Stopping hit-and-run fatalities is an unending job

GEOFF FORESTER
Published: 02-25-2025 3:15 PM |
When it comes to reducing hit-and-run fatalities it helps to be rural.
That’s one conclusion from an analysis of 2022 National Highway Traffic Safety Administration statistics done by a national personal injury law firm.
They found that Wyoming, the least populated state, and New Hampshire were the only two states with no such fatalities that year while the five states with the smallest non-zero rates of such fatalities were also rural, including Vermont and Maine.
Being rural isn’t a guarantee of hit-and-run safety, however: Louisiana and New Mexico had the worst rates of such fatalities per capita that year.
And it’s no guarantee for New Hampshire: Two people were killed in the state by hit-and-run accidents in 2024.
Hit-and-run accidents are a constant problem on American highways.

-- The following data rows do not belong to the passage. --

//! Core simplification engine with rule-based architecture
//!
//! Implements bottom-up tree traversal, rule application with memoization,
//! cycle detection, and configurable limits (iterations, depth).

use super::rules::{NodeKind, RuleContext, RuleRegistry};
use crate::Expr;
use crate::ast::ExprKind;
use rustc_hash::{FxHashMap, FxHashSet};
use std::sync::OnceLock;

/// Default cache capacity per rule before clearing (10K entries)
const DEFAULT_CACHE_CAPACITY: usize = 10_000;

/// Global rule registry singleton - built once, reused across all simplifications
fn global_registry() -> &'static RuleRegistry {
    static REGISTRY: OnceLock<RuleRegistry> = OnceLock::new();
    REGISTRY.get_or_init(|| {
        let mut registry = RuleRegistry::new();
        registry.load_all_rules();
        registry
    })
}

/// Main simplification engine with rule-based architecture
pub(crate) struct Simplifier {
    /// Per-rule caches - cleared when exceeding capacity to bound memory
    rule_caches: FxHashMap<&'static str, FxHashMap<u64, Option<Expr>>>,
    cache_capacity: usize,
    max_iterations: usize,
    max_depth: usize,
    context: RuleContext,
}

impl Default for Simplifier {
    fn default() -> Self {
        Self::new()
    }
}

impl Simplifier {
    pub(crate) fn new() -> Self {
        Self {
            rule_caches: FxHashMap::default(),
            cache_capacity: DEFAULT_CACHE_CAPACITY,
            max_iterations: 1000,
            max_depth: 50,
            context: RuleContext::default(),
        }
    }

    #[cfg(test)]
    pub(crate) fn with_max_depth(mut self, max_depth: usize) -> Self {
        self.max_depth = max_depth;
        self
    }

    /// Run passes until nothing changes, a cycle shows up or the iteration cap is hit
    pub(crate) fn simplify(&mut self, expr: Expr) -> Expr {
        let mut current = expr;
        let mut seen_hashes: FxHashSet<u64> = FxHashSet::default();

        for iteration in 0..self.max_iterations {
            let original = current.clone();
            current = self.apply_rules_bottom_up(&current, 0);
            tracing::trace!(iteration, from = %original, to = %current, "simplification pass");

            if current == original {
                return current;
            }

            // Structural hash repeating means the rules are cycling
            if !seen_hashes.insert(current.structural_hash()) {
                tracing::debug!(expr = %current, "simplification cycle detected");
                return current;
            }
        }

        tracing::warn!(
            max_iterations = self.max_iterations,
            "simplification exceeded maximum iterations"
        );
        current
    }

    /// Apply rules bottom-up through the expression tree
    fn apply_rules_bottom_up(&mut self, expr: &Expr, depth: usize) -> Expr {
        if depth > self.max_depth {
            return expr.clone();
        }
        let rebuilt = match expr.kind() {
            ExprKind::Number(_)
            | ExprKind::Float(_)
            | ExprKind::Constant(_)
            | ExprKind::Symbol(_) => expr.clone(),
            _ => {
                let children = expr.children();
                let simplified: Vec<Expr> = children
                    .iter()
                    .map(|c| self.apply_rules_bottom_up(c, depth + 1))
                    .collect();
                if simplified == children {
                    expr.clone()
                } else {
                    let mut next = simplified.into_iter();
                    expr.map_children(&mut |c| next.next().unwrap_or_else(|| c.clone()))
                }
            }
        };
        self.apply_rules_to_node(rebuilt, depth)
    }

    /// Apply all applicable rules to a single node in priority order
    fn apply_rules_to_node(&mut self, mut current: Expr, depth: usize) -> Expr {
        self.context.set_depth(depth);
        let kind = NodeKind::of(&current);

        for rule in global_registry().get_rules_for_kind(kind) {
            let rule_name = rule.name();
            let cache_key = current.structural_hash();

            if let Some(cached) = self
                .rule_caches
                .get(rule_name)
                .and_then(|cache| cache.get(&cache_key))
            {
                if let Some(new_expr) = cached {
                    current = new_expr.clone();
                }
                continue;
            }

            let result = rule.apply(&current, &self.context);
            if let Some(new_expr) = &result {
                tracing::trace!(rule = rule_name, from = %current, to = %new_expr, "rule applied");
            }

            let cache = self.rule_caches.entry(rule_name).or_default();
            // Bound memory: clear if exceeding capacity
            if cache.len() >= self.cache_capacity {
                cache.clear();
            }
            cache.insert(cache_key, result.clone());

            if let Some(new_expr) = result {
                current = new_expr;
                // The node may have changed kind; later rules for the old kind no longer apply
                if NodeKind::of(&current) != kind {
                    break;
                }
            }
        }

        current
    }
}

#[cfg(test)]
#[allow(clippy::unwrap_used, reason = "Standard test relaxations")]
mod tests {
    use super::*;
    use crate::{parse, sym};

    #[test]
    fn test_nested_identity_is_found_bottom_up() {
        let e = parse("log(sin(x)**2 + cos(x)**2 + x)").unwrap();
        let out = Simplifier::new().simplify(e);
        assert_eq!(out, Expr::func1("log", sym("x").to_expr() + 1));
    }

    #[test]
    fn test_fixpoint_reached() {
        let e = parse("exp(2*log(x)) * sin(x) / cos(x)").unwrap();
        let out = Simplifier::new().simplify(e);
        let x = sym("x");
        assert_eq!(
            out,
            Expr::product(vec![x.pow(2), Expr::func1("tan", x.to_expr())])
        );
    }

    #[test]
    fn test_depth_limit_leaves_deep_nodes() {
        let e = parse("sin(sin(sin(x)**2 + cos(x)**2))").unwrap();
        let shallow = Simplifier::new().with_max_depth(0).simplify(e.clone());
        assert_eq!(shallow, e);
    }
}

In 2022, for example, 1 in 250 licensed drivers in the U.S. were involved in hit-and-runs. The West had the highest rate of fatal hit-and-runs in 2022 — 1.06 per 100,000 inhabitants – while the Northeast had the lowest rates at 0.47 per 100,000 inhabitants, according to the analysis from Philadelphia-based firm KaplunMarx.

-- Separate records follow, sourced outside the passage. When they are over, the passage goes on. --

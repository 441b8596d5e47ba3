//! Pattern helpers shared by the simplification rules

use crate::Expr;
use crate::ast::ExprKind;

/// The argument of `name(arg)`, if `e` is that call.
pub(crate) fn unary_arg<'a>(e: &'a Expr, name: &str) -> Option<&'a Expr> {
    match e.kind() {
        ExprKind::Function { name: n, args } if n.name() == name && args.len() == 1 => {
            Some(&args[0])
        }
        _ => None,
    }
}

/// The argument of `name(arg)**2`.
pub(crate) fn squared_call<'a>(e: &'a Expr, name: &str) -> Option<&'a Expr> {
    match e.kind() {
        ExprKind::Pow(base, exp) if exp.as_rational().and_then(|r| r.to_i64()) == Some(2) => {
            unary_arg(base, name)
        }
        _ => None,
    }
}

/// Factors of a product, or the expression itself.
pub(crate) fn factors(e: &Expr) -> Vec<Expr> {
    match e.kind() {
        ExprKind::Product(fs) => fs.clone(),
        _ => vec![e.clone()],
    }
}

/// Terms of a sum, or the expression itself.
pub(crate) fn terms(e: &Expr) -> Vec<Expr> {
    match e.kind() {
        ExprKind::Sum(ts) => ts.clone(),
        _ => vec![e.clone()],
    }
}

/// `e / f` for a factor `f` of `e`; the canonical product cancels the base.
pub(crate) fn cofactor(e: &Expr, f: &Expr) -> Expr {
    Expr::product(vec![e.clone(), Expr::recip(f.clone())])
}

/// Sum of `terms` with the entries at `skip` removed and `extra` added.
pub(crate) fn replace_terms(terms: &[Expr], skip: &[usize], extra: Expr) -> Expr {
    let mut out: Vec<Expr> = terms
        .iter()
        .enumerate()
        .filter(|(i, _)| !skip.contains(i))
        .map(|(_, t)| t.clone())
        .collect();
    out.push(extra);
    Expr::sum(out)
}

#[cfg(test)]
mod tests {
    use super::*;
    use crate::sym;

    #[test]
    fn test_squared_call() {
        let x = sym("x");
        let s2 = Expr::pow(Expr::func1("sin", x.to_expr()), Expr::integer(2));
        assert_eq!(squared_call(&s2, "sin"), Some(&x.to_expr()));
        assert_eq!(squared_call(&s2, "cos"), None);
    }

    #[test]
    fn test_cofactor_cancels() {
        let x = sym("x");
        let s = Expr::func1("sin", x.to_expr());
        let e = Expr::product(vec![Expr::integer(3), x.to_expr(), s.clone()]);
        assert_eq!(cofactor(&e, &s), x.to_expr() * 3);
    }
}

In recent years attention has focused on roadside workers, especially along interstate highways. New Hampshire’s “move over law” is an example: It requires drivers to give a wide berth – changing lanes if possible – to emergency vehicles and accidents stopped on roadways. The law has been in place for two decades but has received far more attention since crashes spiked during the pandemic.
The number of hit-and-run fatalities was relatively steady at about 2,000 a year nationally until COVID hit, when it jumped to around 2,800. Most of the people killed in hit-and-runs are pedestrians rather than vehicle passengers or drivers.